Amendement N° 565 (Retiré)

L'article 47 du projet de loi de modernisation de notre système de santé prévoit un assouplissement des conditions juridiques d'utilisation du Numéro d'identification au répertoire national des personnes physiques (NIR) à des fins de recherche (modification art. 27 loi du « janvier 1978 (dite « Informatique et Libertés »), fait le choix du NIR comme Identifiant National de Santé (INS) et prévoit la possibilité de l'utiliser à des fins de recherche (moyennant une autorisation de la CNIL) (CSP, projet art. L. 1111‑8‑1).

Le Sénat a ajouté au projet d'article L. 1111‑8‑1 du CSP, une disposition permettant à la CNIL d'imposer de confier le NIR (utilisé comme identifiant de santé) à un tiers de confiance distinct du responsable de traitement et habilité à détenir cet identifiant pour les recherches en santé. Les modalités d'application seront prévues par un décret en Conseil d'État (DCE) pris après avis de la CNIL.

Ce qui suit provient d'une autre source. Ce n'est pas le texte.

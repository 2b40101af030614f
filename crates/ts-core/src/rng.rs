//! Deterministic per-lane and trial-level RNG wrappers.
//!
//! # Determinism strategy
//!
//! Every trial owns its own generators; nothing is global.  A trial's root
//! seed is derived from the run seed with [`trial_seed`], and each lane gets
//! an independent `SmallRng` seeded by:
//!
//!   seed = finalize(rotl(trial_seed, 32) XOR ((lane_id + 1) * MIXING_CONSTANT))
//!
//! The mixing constant is the 64-bit fractional part of the golden ratio,
//! which spreads consecutive IDs uniformly across the seed space; the
//! SplitMix64 finalizer decorrelates the trial and lane streams.  This means:
//!
//! - Lanes never share RNG state, so the order in which lanes are admitted
//!   within a tick cannot change any lane's arrival sequence.
//! - Parallel trials never share generator state and need no locking.
//! - The same run seed always reproduces the same trial outputs.

use rand::rngs::SmallRng;
use rand::{Rng, SeedableRng};
use rand_distr::{Distribution, Exp, Poisson};

use crate::{LaneId, TrialId};

/// 64-bit fractional golden-ratio constant for seed mixing.
const MIXING_CONSTANT: u64 = 0x9e37_79b9_7f4a_7c15;

/// SplitMix64 output function.
#[inline]
fn finalize(mut z: u64) -> u64 {
    z = z.wrapping_add(MIXING_CONSTANT);
    z = (z ^ (z >> 30)).wrapping_mul(0xbf58_476d_1ce4_e5b9);
    z = (z ^ (z >> 27)).wrapping_mul(0x94d0_49bb_1331_11eb);
    z ^ (z >> 31)
}

/// Derive the root seed of trial `trial` from the run-wide seed.
#[inline]
pub fn trial_seed(run_seed: u64, trial: TrialId) -> u64 {
    finalize(run_seed ^ (trial.0 as u64 + 1).wrapping_mul(MIXING_CONSTANT))
}

// ── Shared sampling helpers ───────────────────────────────────────────────────

/// Exponential sample with the given mean.  Non-positive or non-finite means
/// yield 0.
fn sample_exponential(rng: &mut SmallRng, mean: f64) -> f64 {
    if !(mean.is_finite() && mean > 0.0) {
        return 0.0;
    }
    Exp::new(1.0 / mean).map_or(0.0, |d| d.sample(rng))
}

/// Poisson count with rate `lambda`.  Non-positive or non-finite rates yield 0.
fn sample_poisson(rng: &mut SmallRng, lambda: f64) -> u64 {
    if !(lambda.is_finite() && lambda > 0.0) {
        return 0;
    }
    Poisson::new(lambda).map_or(0, |d| {
        let k: f64 = d.sample(rng);
        k as u64
    })
}

// ── LaneRng ───────────────────────────────────────────────────────────────────

/// Per-lane deterministic RNG, used for rate-driven arrivals.
///
/// Create one per lane at controller build time and keep it in a `Vec`
/// parallel to the lanes.
pub struct LaneRng(SmallRng);

impl LaneRng {
    /// Seed deterministically from the trial seed and a lane ID.
    pub fn new(trial_seed: u64, lane: LaneId) -> Self {
        let seed = finalize(
            trial_seed.rotate_left(32) ^ (lane.0 as u64 + 1).wrapping_mul(MIXING_CONSTANT),
        );
        LaneRng(SmallRng::seed_from_u64(seed))
    }

    /// Number of arrivals in one tick for an expected count `lambda`.
    #[inline]
    pub fn poisson(&mut self, lambda: f64) -> u64 {
        sample_poisson(&mut self.0, lambda)
    }

    #[inline]
    pub fn exponential(&mut self, mean: f64) -> f64 {
        sample_exponential(&mut self.0, mean)
    }
}

// ── SimRng ────────────────────────────────────────────────────────────────────

/// Trial-level RNG for global operations (bulk vehicle generation, lane
/// assignment).
///
/// Used only on the thread that owns the trial.
pub struct SimRng(SmallRng);

impl SimRng {
    pub fn new(seed: u64) -> Self {
        SimRng(SmallRng::seed_from_u64(seed))
    }

    #[inline]
    pub fn gen_range<T, R>(&mut self, range: R) -> T
    where
        T: rand::distributions::uniform::SampleUniform,
        R: rand::distributions::uniform::SampleRange<T>,
    {
        self.0.gen_range(range)
    }

    /// Exponential sample with the given mean (e.g. an inter-arrival gap).
    #[inline]
    pub fn exponential(&mut self, mean: f64) -> f64 {
        sample_exponential(&mut self.0, mean)
    }

    #[inline]
    pub fn poisson(&mut self, lambda: f64) -> u64 {
        sample_poisson(&mut self.0, lambda)
    }
}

Cet ajout appelle les observations suivantes :

L'utilisation du NIR nécessite le recours à des règles de sécurité de haut niveau. Pour les équipes de recherche, la séparation entre données de santé et données d'identification (dont le NIR) est déjà couramment organisée selon un dispositif soumis à l'approbation de la CNIL qui peut impliquer le recours à un tiers de confiance.

Il importe toutefois de lever une ambiguïté.

L'article 47 du projet de loi de modernisation prévoit que le futur Système National des Données de Santé (SNDS) ne comportera ni le nom, ni le prénom, ni le NIR des personnes concernées qui seront confiées à un tiers de confiance distinct de la CNAMTS (CSP, projet art. 1461‑5-I).

Le recours au tiers prévu par le projet d'article L. 1461‑5-II du CSP a vocation à concerner le cas spécifique où il est nécessaire de ré-identifier les données du SNDS. En d'autres termes, le tiers de confiance prévu par le projet de loi sera seul compétent pour pouvoir remonter à l'identité de la personne depuis le SNDS, dans les conditions prévues dans le projet d'article L. 1461‑5-III du Code de la santé publique (finalités strictement énumérées, autorisation de la CNIL).

En revanche, dans l'hypothèse où les responsables de traitement détiennent déjà le NIR (volontairement fourni par les personnes concernées par exemple), le recours à un autre tiers de confiance présentant toutes les garanties nécessaires doit être possible, conformément aux schémas d'ores et déjà validés par la CNIL. Il n'est pas nécessaire de modifier cette organisation qui est efficiente pour imposer aux chercheurs le recours à un seul tiers de confiance national.

Imposer le recours au tiers de confiance prévu par ce texte dans toutes les hypothèses d'utilisation du NIR conduirait à des situations d'engorgement et de blocage et le gain d'un assouplissement des formalités préalables pour l'utilisation du NIR serait remis en cause au stade de l'accès aux données.

Compte tenu de cette ambiguïté et des risques susmentionnés, il convient de revenir à la version du texte de loi voté en première lecture à l'Assemblée nationale le 14 avril 2015.

La CNIL conservera la possibilité d'imposer le recours à un tiers de confiance en cas d'utilisation du NIR pour les chercheurs, sans que cela figure dans la loi ou dans un DCE.

L'élaboration d'un guide de bonnes pratiques de gestion des identifiants, le cas échéant pris par arrêté, serait alors plus adapté pour encadrer l'utilisation de cet identifiant spécifique et définir les caractéristiques requises d'un tiers de confiance qu'un DCE. Cela permettra une meilleure adaptation de la norme à la diversité des situations et aux évolutions technologiques. Cela permettra également de simplifier le travail du comité d'expertise scientifique et de la CNIL et de réduire les délais d'instruction (un nombre de demandes très conséquent est à prévoir). L'Institut national de la santé et de la recherche médicale (Inserm) et l'Alliance nationale pour les sciences de la vie et de la santé (Aviesan) seraient tout à fait indiquées pour collaborer avec la CNIL à l'élaboration d'un droit exigeant mais « agile » et lui soumettre des propositions.